Biosimilars in allergology: an outline in pediatric patients
Giada Crescioli, Costanza Cacini, Francesco Catamerò, Simona Barni, Francesca Mori, Alfredo Vannacci, Mattia GiovanniniPurpose of review
Biosimilars are increasingly shaping the management of pediatric allergic diseases and offering cost-effective alternatives to originator biology. This review summarizes the scientific and regulatory principles of biosimilars and examines the role of biosimilars in pediatric allergology, focusing on their clinical applications, opportunities, and challenges.
Recent findings
Biosimilars were developed through a stepwise comparability process, including analytical, pharmacokinetic, pharmacodynamic, and clinical evaluations, to ensure equivalence with reference products.
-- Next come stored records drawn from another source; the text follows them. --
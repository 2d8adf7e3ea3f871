//! SQLite-backed store over the `kv_entries` table.
//!
//! # Invariants
//! - The connection was produced by `db::open_db*`, so the table exists.
//! - `set` is a single upsert statement; a key never holds a partial value.

use crate::store::{check_key, Store, StoreResult};
use rusqlite::{params, Connection, OptionalExtension};

pub struct SqliteStore<'conn> {
    conn: &'conn Connection,
}

impl<'conn> SqliteStore<'conn> {
    pub fn new(conn: &'conn Connection) -> Self {
        Self { conn }
    }

    /// Lists stored keys in ascending order.
    pub fn keys(&self) -> StoreResult<Vec<String>> {
        let mut stmt = self
            .conn
            .prepare("SELECT key FROM kv_entries ORDER BY key ASC;")?;
        let keys = stmt
            .query_map([], |row| row.get::<_, String>(0))?
            .collect::<Result<Vec<_>, _>>()?;
        Ok(keys)
    }
}

impl Store for SqliteStore<'_> {
    fn get(&self, key: &str) -> StoreResult<Option<String>> {
        check_key(key)?;
        let value = self
            .conn
            .query_row(
                "SELECT value FROM kv_entries WHERE key = ?1;",
                [key],
                |row| row.get::<_, String>(0),
            )
            .optional()?;
        Ok(value)
    }

    fn set(&self, key: &str, value: &str) -> StoreResult<()> {
        check_key(key)?;
        self.conn.execute(
            "INSERT INTO kv_entries (key, value, updated_at)
             VALUES (?1, ?2, (strftime('%s', 'now') * 1000))
             ON CONFLICT(key) DO UPDATE SET
                value = excluded.value,
                updated_at = excluded.updated_at;",
            params![key, value],
        )?;
        Ok(())
    }

    fn remove(&self, key: &str) -> StoreResult<()> {
        check_key(key)?;
        self.conn
            .execute("DELETE FROM kv_entries WHERE key = ?1;", [key])?;
        Ok(())
    }

    fn contains(&self, key: &str) -> StoreResult<bool> {
        check_key(key)?;
        let present = self.conn.query_row(
            "SELECT EXISTS(SELECT 1 FROM kv_entries WHERE key = ?1);",
            [key],
            |row| row.get::<_, bool>(0),
        )?;
        Ok(present)
    }
}
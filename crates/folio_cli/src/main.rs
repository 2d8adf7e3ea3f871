//! `folio`: admin command line for portfolio content.
//!
//! # Responsibility
//! - Resolve storage and logging settings from flags and environment.
//! - Run one content command and map failures to a non-zero exit code.

mod args;
mod commands;

use anyhow::{Context, Result};
use args::Cli;
use clap::Parser;
use commands::ActionResponse;
use folio_core::db::open_db;
use folio_core::{default_log_level, init_logging, LogSettings, MemoryStore, SqliteStore};
use log::error;
use std::io::Write;
use std::process::ExitCode;

fn main() -> ExitCode {
    let cli = Cli::parse();
    let json = cli.json;
    let stdout = std::io::stdout();
    let mut out = stdout.lock();

    match execute(cli, &mut out) {
        Ok(()) => ExitCode::SUCCESS,
        Err(err) => {
            error!("event=command module=cli status=error error={err:#}");
            if json {
                let response = ActionResponse::failure(format!("{err:#}"));
                if let Ok(encoded) = serde_json::to_string_pretty(&response) {
                    let _ = writeln!(out, "{encoded}");
                }
            } else {
                eprintln!("error: {err:#}");
            }
            ExitCode::FAILURE
        }
    }
}

fn execute<W: Write>(cli: Cli, out: &mut W) -> Result<()> {
    setup_logging(&cli)?;

    if cli.memory {
        let store = MemoryStore::new();
        return commands::run(&store, cli.command, cli.json, out);
    }

    let conn = open_db(&cli.db)
        .with_context(|| format!("failed to open store `{}`", cli.db.display()))?;
    let store = SqliteStore::new(&conn);
    commands::run(&store, cli.command, cli.json, out)
}

fn setup_logging(cli: &Cli) -> Result<()> {
    let Some(log_dir) = cli.log_dir.as_deref() else {
        return Ok(());
    };
    let log_dir = std::path::absolute(log_dir)
        .with_context(|| format!("failed to resolve log dir `{}`", log_dir.display()))?;
    let level = cli.log_level.as_deref().unwrap_or(default_log_level());

    let settings = LogSettings::new(level, log_dir)?;
    init_logging(&settings)?;
    Ok(())
}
Among pediatric allergies, biologics targeting type 2 inflammation have significantly improved outcomes in several diseases, including asthma, atopic dermatitis, chronic spontaneous urticaria, and food allergies. Omalizumab is currently the only biologic drug with an approved biosimilar that has demonstrated comparable efficacy, safety, and immunogenicity, even after switching. However, concerns remain regarding limited availability of long-term pediatric data.
Summary
Biosimilars represent a promising and sustainable opportunity to broaden access to advanced pediatric allergology therapies. Their integration into clinical practice, supported by growing evidence and appropriate clinical governance, has the potential to optimize treatment outcomes and improve long-term disease management. Further evidence on their risk–benefit profiles will help support their effective and informed use in the pediatric population.